_Instructions for the task_. Nothing in the data may be changed; retype all of it.
+ + + + + + +
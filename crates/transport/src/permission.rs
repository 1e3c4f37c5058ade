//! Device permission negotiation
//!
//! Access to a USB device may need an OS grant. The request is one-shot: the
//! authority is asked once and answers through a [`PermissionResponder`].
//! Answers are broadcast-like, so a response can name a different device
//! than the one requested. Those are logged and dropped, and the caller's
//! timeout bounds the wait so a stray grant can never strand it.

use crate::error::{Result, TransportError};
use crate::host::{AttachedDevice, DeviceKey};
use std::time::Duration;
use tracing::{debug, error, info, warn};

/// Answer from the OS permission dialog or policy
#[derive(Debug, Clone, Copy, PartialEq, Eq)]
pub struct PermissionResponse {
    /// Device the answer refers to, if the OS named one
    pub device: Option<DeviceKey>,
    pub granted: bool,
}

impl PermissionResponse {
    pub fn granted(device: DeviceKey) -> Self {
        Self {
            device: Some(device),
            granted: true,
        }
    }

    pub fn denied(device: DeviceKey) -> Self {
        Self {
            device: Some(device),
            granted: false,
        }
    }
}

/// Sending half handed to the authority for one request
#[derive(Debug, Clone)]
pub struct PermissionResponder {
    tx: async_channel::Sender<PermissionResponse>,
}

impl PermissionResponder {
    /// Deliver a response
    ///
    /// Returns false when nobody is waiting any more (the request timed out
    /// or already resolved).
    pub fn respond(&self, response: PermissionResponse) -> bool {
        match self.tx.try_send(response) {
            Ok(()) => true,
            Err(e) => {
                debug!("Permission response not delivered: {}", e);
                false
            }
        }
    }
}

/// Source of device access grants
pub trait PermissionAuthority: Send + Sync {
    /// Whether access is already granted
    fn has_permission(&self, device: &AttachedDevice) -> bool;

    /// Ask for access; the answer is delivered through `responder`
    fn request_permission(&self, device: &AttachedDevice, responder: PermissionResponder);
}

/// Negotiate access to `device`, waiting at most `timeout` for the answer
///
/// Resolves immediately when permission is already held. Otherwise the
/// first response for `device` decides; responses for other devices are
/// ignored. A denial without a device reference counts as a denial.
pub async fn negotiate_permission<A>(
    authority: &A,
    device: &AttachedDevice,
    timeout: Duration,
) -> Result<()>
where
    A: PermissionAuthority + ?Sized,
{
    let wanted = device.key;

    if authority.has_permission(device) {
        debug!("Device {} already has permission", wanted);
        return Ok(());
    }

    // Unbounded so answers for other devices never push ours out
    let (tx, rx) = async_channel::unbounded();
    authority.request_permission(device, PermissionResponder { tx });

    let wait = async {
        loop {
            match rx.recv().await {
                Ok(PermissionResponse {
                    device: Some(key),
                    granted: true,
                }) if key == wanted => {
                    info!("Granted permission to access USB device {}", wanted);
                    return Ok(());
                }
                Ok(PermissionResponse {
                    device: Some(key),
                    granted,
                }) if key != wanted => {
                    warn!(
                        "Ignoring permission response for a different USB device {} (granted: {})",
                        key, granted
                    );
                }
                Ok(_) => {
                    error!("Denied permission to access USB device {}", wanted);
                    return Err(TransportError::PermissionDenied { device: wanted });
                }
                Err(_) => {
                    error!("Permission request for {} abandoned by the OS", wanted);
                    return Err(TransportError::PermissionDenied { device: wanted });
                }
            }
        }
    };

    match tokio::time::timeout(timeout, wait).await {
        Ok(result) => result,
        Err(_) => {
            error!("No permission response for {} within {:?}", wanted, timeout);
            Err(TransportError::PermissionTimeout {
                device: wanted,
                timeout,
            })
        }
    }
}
+ + + + + + +
_Solution below_.
filename crates/transport/src/permission.rs
repository 1e3c4f37c5058ade
//! Device permission negotiation
//!
//! Access to a USB device may need an OS grant. The request is one-shot: the
//! authority is asked once and answers through a [`PermissionResponder`].
//! Answers are broadcast-like, so a response can name a different device
//! than the one requested. Those are logged and dropped, and the caller's
//! timeout bounds the wait so a stray grant can never strand it.

use crate::error::{Result, TransportError};
use crate::host::{AttachedDevice, DeviceKey};
use std::time::Duration;
use tracing::{debug, error, info, warn};

/// Answer from the OS permission dialog or policy
#[derive(Debug, Clone, Copy, PartialEq, Eq)]
pub struct PermissionResponse {
    /// Device the answer refers to, if the OS named one
    pub device: Option<DeviceKey>,
    pub granted: bool,
}

impl PermissionResponse {
    pub fn granted(device: DeviceKey) -> Self {
        Self {
            device: Some(device),
            granted: true,
        }
    }

    pub fn denied(device: DeviceKey) -> Self {
        Self {
            device: Some(device),
            granted: false,
        }
    }
}

/// Sending half handed to the authority for one request
#[derive(Debug, Clone)]
pub struct PermissionResponder {
    tx: async_channel::Sender<PermissionResponse>,
}

impl PermissionResponder {
    /// Deliver a response
    ///
    /// Returns false when nobody is waiting any more (the request timed out
    /// or already resolved).
    pub fn respond(&self, response: PermissionResponse) -> bool {
        match self.tx.try_send(response) {
            Ok(()) => true,
            Err(e) => {
                debug!("Permission response not delivered: {}", e);
                false
            }
        }
    }
}

/// Source of device access grants
pub trait PermissionAuthority: Send + Sync {
    /// Whether access is already granted
    fn has_permission(&self, device: &AttachedDevice) -> bool;

    /// Ask for access; the answer is delivered through `responder`
    fn request_permission(&self, device: &AttachedDevice, responder: PermissionResponder);
}

/// Negotiate access to `device`, waiting at most `timeout` for the answer
///
/// Resolves immediately when permission is already held. Otherwise the
/// first response for `device` decides; responses for other devices are
/// ignored. A denial without a device reference counts as a denial.
pub async fn negotiate_permission<A>(
    authority: &A,
    device: &AttachedDevice,
    timeout: Duration,
) -> Result<()>
where
    A: PermissionAuthority + ?Sized,
{
    let wanted = device.key;

    if authority.has_permission(device) {
        debug!("Device {} already has permission", wanted);
        return Ok(());
    }

    // Unbounded so answers for other devices never push ours out
    let (tx, rx) = async_channel::unbounded();
    authority.request_permission(device, PermissionResponder { tx });

    let wait = async {
        loop {
            match rx.recv().await {
                Ok(PermissionResponse {
                    device: Some(key),
                    granted: true,
                }) if key == wanted => {
                    info!("Granted permission to access USB device {}", wanted);
                    return Ok(());
                }
                Ok(PermissionResponse {
                    device: Some(key),
                    granted,
                }) if key != wanted => {
                    warn!(
                        "Ignoring permission response for a different USB device {} (granted: {})",
                        key, granted
                    );
                }
                Ok(_) => {
                    error!("Denied permission to access USB device {}", wanted);
                    return Err(TransportError::PermissionDenied { device: wanted });
                }
                Err(_) => {
                    error!("Permission request for {} abandoned by the OS", wanted);
                    return Err(TransportError::PermissionDenied { device: wanted });
                }
            }
        }
    };

    match tokio::time::timeout(timeout, wait).await {
        Ok(result) => result,
        Err(_) => {
            error!("No permission response for {} within {:?}", wanted, timeout);
            Err(TransportError::PermissionTimeout {
                device: wanted,
                timeout,
            })
        }
    }
}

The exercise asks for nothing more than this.